Sri Lanka climbs 10 places in the Global Competitiveness Report


The Annual Global Competitiveness Report (GCR) from the World Economic Forum (WEF) shows that Sri Lanka has made impressive progress over the last year. The country has climbed 10 places to the 52nd rank in 2011-12. The GCR finds Asia has become globally more competitive as a result of its rise in economic prominence. Over the past five years, China, Indonesia, Vietnam, and Sri Lanka have made important strides in the GCI rankings.

The GCR report assesses the ability of countries to provide high levels of prosperity to their citizens, which in turn depends on how productively a country uses available resources. Therefore, the Global Competitiveness Index measures the set of institutions, policies, and factors that set the sustainable current and medium-term levels of economic prosperity.

Across all indicators, Sri Lanka shows improvements on 80% of them - 80-90 of the 110 indicators - both in terms of scores as well as rank. Sri Lanka made the greatest improvements in scores, year-on-year, in the pillars of ‘macroeconomic stability’ (up by 0.48 points) and ‘infrastructure’ (up by 0.33 points). Meanwhile, the most noteworthy decline in scores was in the pillar of ‘labour market efficiency’ (down by 0.11 points).

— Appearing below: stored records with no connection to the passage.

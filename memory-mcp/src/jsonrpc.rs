//! JSON-RPC-shaped request/response envelopes for the MCP surface.
//!
//! The wire transport itself (stdio framing, HTTP, whatever front-ends this
//! process) is out of scope; this module only defines the envelope shape
//! spec.md §6 describes: `{ok, result?, error?, degraded_tiers?}`.

use serde::{Deserialize, Serialize};
use serde_json::Value;

use crate::error::McpError;

/// One inbound call: a method name plus its JSON parameters.
#[derive(Debug, Clone, Deserialize)]
pub struct JsonRpcRequest {
    /// One of the seven Context Orchestrator operation names, e.g.
    /// `"get_context"`, `"add_fact"`, `"ingest_file"`.
    pub method: String,
    /// Method-specific parameters, shaped per spec.md §4.5.
    #[serde(default)]
    pub params: Value,
    /// Opaque id echoed back so callers can correlate responses.
    #[serde(default)]
    pub id: Option<Value>,
}

/// The envelope every dispatched call returns.
#[derive(Debug, Clone, Serialize)]
pub struct JsonRpcResponse {
    /// Whether the call succeeded.
    pub ok: bool,
    /// Present when `ok` is true.
    #[serde(skip_serializing_if = "Option::is_none")]
    pub result: Option<Value>,
    /// Present when `ok` is false.
    #[serde(skip_serializing_if = "Option::is_none")]
    pub error: Option<McpError>,
    /// Tier names that were unavailable but did not fail the whole call.
    #[serde(skip_serializing_if = "Option::is_none")]
    pub degraded_tiers: Option<Vec<String>>,
    /// Echoes [`JsonRpcRequest::id`].
    #[serde(skip_serializing_if = "Option::is_none")]
    pub id: Option<Value>,
}

impl JsonRpcResponse {
    /// Build a successful envelope from a serializable result.
    pub fn ok(result: impl Serialize, id: Option<Value>) -> Self {
        Self {
            ok: true,
            result: serde_json::to_value(result).ok(),
            error: None,
            degraded_tiers: None,
            id,
        }
    }

    /// Build a successful envelope carrying degraded-tier names alongside the result.
    pub fn ok_with_degraded(
        result: impl Serialize,
        degraded_tiers: Vec<String>,
        id: Option<Value>,
    ) -> Self {
        Self {
            ok: true,
            result: serde_json::to_value(result).ok(),
            error: None,
            degraded_tiers: if degraded_tiers.is_empty() {
                None
            } else {
                Some(degraded_tiers)
            },
            id,
        }
    }

    /// Build a failed envelope from a core error.
    pub fn err(error: memory_core::Error, id: Option<Value>) -> Self {
        Self {
            ok: false,
            result: None,
            error: Some(error.into()),
            degraded_tiers: None,
            id,
        }
    }
}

The dramatic jump by Sri Lanka in the last few years in GCR rankings might not be sustainable going forward. Also, it may be easier to bring in improvements in smaller economies, unlike India. But it may be noted that these strides are not only from peace dividends due to a strong positive sentiment since the end of the civil war. Indeed, most macroeconomic indicators also support the high growth and prosperity in the economy. The report lists inflation, access to financing, inefficient government bureaucracy, political instability, corruption and inadequate infrastructure as the main problems faced while doing business in Sri Lanka. We believe that many of these concerns are likely to wane with proactive policy intervention by the Sri Lankan government, while a few of them might just stay put, being ‘generic’ in nature.We remain positive on the sustainability of growth process in the economy.

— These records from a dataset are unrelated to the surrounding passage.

impl<B: SemanticStorageBackend> SemanticStore<B> {
    /// Wrap a storage backend with semantic-store semantics.
    pub fn new(backend: Arc<B>, embedder: Arc<dyn EmbeddingGenerator>, cache: Arc<EmbeddingCache>) -> Self {
        Self {
            backend,
            embedder,
            cache,
        }
    }

    /// Reject `metadata["kind"]` values that belong to another tier.
    ///
    /// # Errors
    ///
    /// Returns [`Error::ForbiddenContentKind`] naming the tier that should
    /// hold this content instead.
    fn check_content_policy(metadata: &HashMap<String, String>) -> Result<()> {
        let Some(kind) = metadata.get("kind") else {
            return Ok(());
        };
        let lower = kind.to_ascii_lowercase();
        if let Some((_, owning_tier)) = FORBIDDEN_KINDS.iter().find(|(k, _)| lower.contains(*k)) {
            return Err(Error::ForbiddenContentKind {
                kind: kind.clone(),
                owning_tier: (*owning_tier).to_string(),
            });
        }
        Ok(())
    }

    /// Chunk, embed, and persist a document. Re-ingesting the same
    /// `(project_id, source_path, content_type)` replaces its prior chunks
    /// entirely under the same `document_id`.
    ///
    /// # Errors
    ///
    /// Returns [`Error::ForbiddenContentKind`] if `metadata["kind"]` names
    /// content that belongs to the Symbolic or Episodic Store instead.
    /// Returns [`Error::ValidationFailed`] if an embedding comes back with a
    /// length other than `embedding_dim`.
    #[allow(clippy::too_many_arguments)]
    pub async fn ingest(
        &self,
        project_id: &str,
        source_path: &str,
        content: &str,
        content_type_hint: Option<ContentType>,
        metadata: HashMap<String, String>,
        chunk_size: usize,
        chunk_overlap: usize,
        embedding_dim: usize,
    ) -> Result<IngestOutcome> {
        Self::check_content_policy(&metadata)?;

        let content_type = ContentType::detect(source_path, content_type_hint);
        let doc_id = document_id(project_id, source_path, content_type);
        let spans = chunk_content(content, chunk_size, chunk_overlap);

        if spans.is_empty() {
            return Err(Error::InvalidArgument(
                "document content is empty after trimming".into(),
            ));
        }

        let texts: Vec<String> = spans.iter().map(|s| s.content.clone()).collect();
        let embeddings = self.embed_batch(&texts).await;
        Self::check_embedding_dims(&embeddings, embedding_dim)?;

        let mut chunks = Vec::with_capacity(spans.len());
        let mut with_embeddings = 0usize;
        let mut pending = 0usize;
        for (span, embedding) in spans.iter().zip(embeddings.into_iter()) {
            if embedding.is_some() {
                with_embeddings += 1;
            } else {
                pending += 1;
            }
            chunks.push(Chunk {
                chunk_id: chunk_id(&doc_id, span.chunk_index),
                document_id: doc_id.clone(),
                project_id: project_id.to_string(),
                chunk_index: span.chunk_index,
                content: span.content.clone(),
                embedding,
                metadata: metadata.clone(),
            });
        }

        let document = Document {
            document_id: doc_id.clone(),
            project_id: project_id.to_string(),
            source_path: source_path.to_string(),
            content_type,
            ingested_at: Utc::now(),
            metadata,
        };

        self.backend.upsert_document(&document).await?;
        self.backend
            .replace_chunks(project_id, &doc_id, &chunks)
            .await?;

        info!(
            project_id,
            document_id = %doc_id,
            chunks = chunks.len(),
            pending,
            "ingested document"
        );

        Ok(IngestOutcome {
            document_id: doc_id,
            chunk_ids: chunks.into_iter().map(|c| c.chunk_id).collect(),
            chunks_with_embeddings: with_embeddings,
            chunks_pending: pending,
        })
    }

    /// Embed a batch of chunk texts, consulting the cache first. A batch
    /// failure from the embedder degrades every text in the batch to
    /// `None` (lazy embedding) rather than failing the whole ingest.
    async fn embed_batch(&self, texts: &[String]) -> Vec<Option<Vec<f32>>> {
        let mut results = vec![None; texts.len()];
        let mut to_fetch_idx = Vec::new();
        let mut to_fetch_text = Vec::new();
        for (i, text) in texts.iter().enumerate() {
            if let Some(cached) = self.cache.get(text) {
                results[i] = Some(cached);
            } else {
                to_fetch_idx.push(i);
                to_fetch_text.push(text.clone());
            }
        }
        if to_fetch_text.is_empty() {
            return results;
        }
        match self.embedder.embed(&to_fetch_text).await {
            Ok(vectors) if vectors.len() == to_fetch_text.len() => {
                for ((idx, text), vector) in
                    to_fetch_idx.into_iter().zip(to_fetch_text.into_iter()).zip(vectors)
                {
                    self.cache.put(&text, vector.clone());
                    results[idx] = Some(vector);
                }
            }
            Ok(_) => {
                warn!("embedding backend returned a mismatched batch size, leaving chunks pending");
            }
            Err(err) => {
                warn!(error = %err, "embedding backend unavailable, leaving chunks pending");
            }
        }
        results
    }

    /// Reject any produced embedding whose length is not `expected_dim`.
    ///
    /// Stored embeddings must share one dimension so [`cosine_similarity`]
    /// never silently degrades to `0.0` on a mismatch; this is the single
    /// point both [`Self::ingest`] and [`Self::backfill_embeddings`] funnel
    /// through before a mismatched vector can reach storage.
    fn check_embedding_dims(embeddings: &[Option<Vec<f32>>], expected_dim: usize) -> Result<()> {
        for embedding in embeddings.iter().flatten() {
            if embedding.len() != expected_dim {
                return Err(Error::ValidationFailed(format!(
                    "embedding has dimension {}, expected {expected_dim}",
                    embedding.len()
                )));
            }
        }
        Ok(())
    }

    /// Re-run embedding for every chunk currently missing one, in a project.
    /// An explicit, out-of-band operation; nothing in [`SemanticStore::ingest`]
    /// or [`SemanticStore::retrieve`] calls this automatically.
    ///
    /// # Errors
    ///
    /// Returns [`Error::ValidationFailed`] if an embedding comes back with a
    /// length other than `embedding_dim`.
    pub async fn backfill_embeddings(&self, project_id: &str, embedding_dim: usize) -> Result<usize> {
        let chunks = self.backend.list_chunks(project_id).await?;
        let pending: Vec<Chunk> = chunks.into_iter().filter(|c| c.embedding.is_none()).collect();
        if pending.is_empty() {
            return Ok(0);
        }
        let texts: Vec<String> = pending.iter().map(|c| c.content.clone()).collect();
        let embeddings = self.embed_batch(&texts).await;
        Self::check_embedding_dims(&embeddings, embedding_dim)?;
        let mut backfilled = 0;
        for (mut c, embedding) in pending.into_iter().zip(embeddings.into_iter()) {
            if let Some(embedding) = embedding {
                c.embedding = Some(embedding);
                self.backend.update_chunk(&c).await?;
                backfilled += 1;
            }
        }
        Ok(backfilled)
    }

    /// Retrieve the top-`top_k` chunks relevant to `query`.
    ///
    /// # Errors
    ///
    /// Returns [`Error::InvalidTrigger`] unless `trigger` is one of the four
    /// allowed justifications; retrieval is never automatic.
    #[allow(clippy::too_many_arguments)]
    pub async fn retrieve(
        &self,
        project_id: &str,
        query: &str,
        trigger: &str,
        filter: &RetrievalFilter,
        weights: RankingWeights,
        include_recency: bool,
        min_similarity: f32,
        top_k: usize,
    ) -> Result<RetrievalOutcome> {
        trigger
            .parse::<crate::types::Trigger>()
            .map_err(Error::InvalidTrigger)?;

        let documents = self.backend.list_documents(project_id).await?;
        let doc_by_id: HashMap<&str, &Document> =
            documents.iter().map(|d| (d.document_id.as_str(), d)).collect();

        let chunks = self.backend.list_chunks(project_id).await?;
        let pending = chunks.iter().filter(|c| c.embedding.is_none()).count();

        let query_embedding = self
            .embed_batch(std::slice::from_ref(&query.to_string()))
            .await
            .into_iter()
            .next()
            .flatten();

        let Some(query_embedding) = query_embedding else {
            warn!("query embedding unavailable, returning no semantic hits");
            return Ok(RetrievalOutcome {
                hits: Vec::new(),
                pending,
            });
        };

        let candidates: Vec<_> = chunks
            .into_iter()
            .filter_map(|chunk| {
                let doc = doc_by_id.get(chunk.document_id.as_str())?;
                Some((
                    chunk,
                    doc.content_type,
                    doc.source_path.clone(),
                    doc.source_path.rsplit('/').next().map(str::to_string),
                    doc.ingested_at,
                ))
            })
            .collect();

        let hits = rank_chunks(
            query,
            &query_embedding,
            candidates,
            filter,
            weights,
            include_recency,
            min_similarity,
            top_k,
            Utc::now(),
        );

        Ok(RetrievalOutcome { hits, pending })
    }

    /// List every document in a project.
    pub async fn list_documents(&self, project_id: &str) -> Result<Vec<Document>> {
        self.backend.list_documents(project_id).await
    }

    /// Count the chunks currently stored for one document.
    pub async fn chunk_count(&self, project_id: &str, document_id: &str) -> Result<usize> {
        Ok(self
            .backend
            .list_chunks(project_id)
            .await?
            .iter()
            .filter(|c| c.document_id == document_id)
            .count())
    }

    /// Fetch a document by id.
    ///
    /// # Errors
    ///
    /// Returns [`Error::NotFound`] if `document_id` is unknown.
    pub async fn get_document(&self, project_id: &str, document_id: &str) -> Result<Document> {
        self.backend
            .get_document(project_id, document_id)
            .await?
            .ok_or_else(|| Error::NotFound(format!("document {document_id}")))
    }

    /// Hard-delete a document and its chunks.
    ///
    /// # Errors
    ///
    /// Returns [`Error::NotFound`] if `document_id` is unknown.
    pub async fn delete_document(&self, project_id: &str, document_id: &str) -> Result<()> {
        if !self.backend.delete_document(project_id, document_id).await? {
            return Err(Error::NotFound(format!("document {document_id}")));
        }
        Ok(())
    }
}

On the global economy, Xavier Sala-i-Martin, Professor of Economics, Columbia University, USA, and co-author of the GCR, notes in the report - “Amid re-emerging concerns about the global economic outlook, policy-makers must not lose sight of long-term competitiveness fundamentals. For the recovery to be put on a more stable footing, emerging and developing economies must ensure that growth is based on productivity enhancements. Advanced economies, many of which struggle with fiscal challenges and anaemic growth, need to focus on competitiveness-enhancing measures in order to create a virtuous cycle of growth and ensure solid economic recovery.”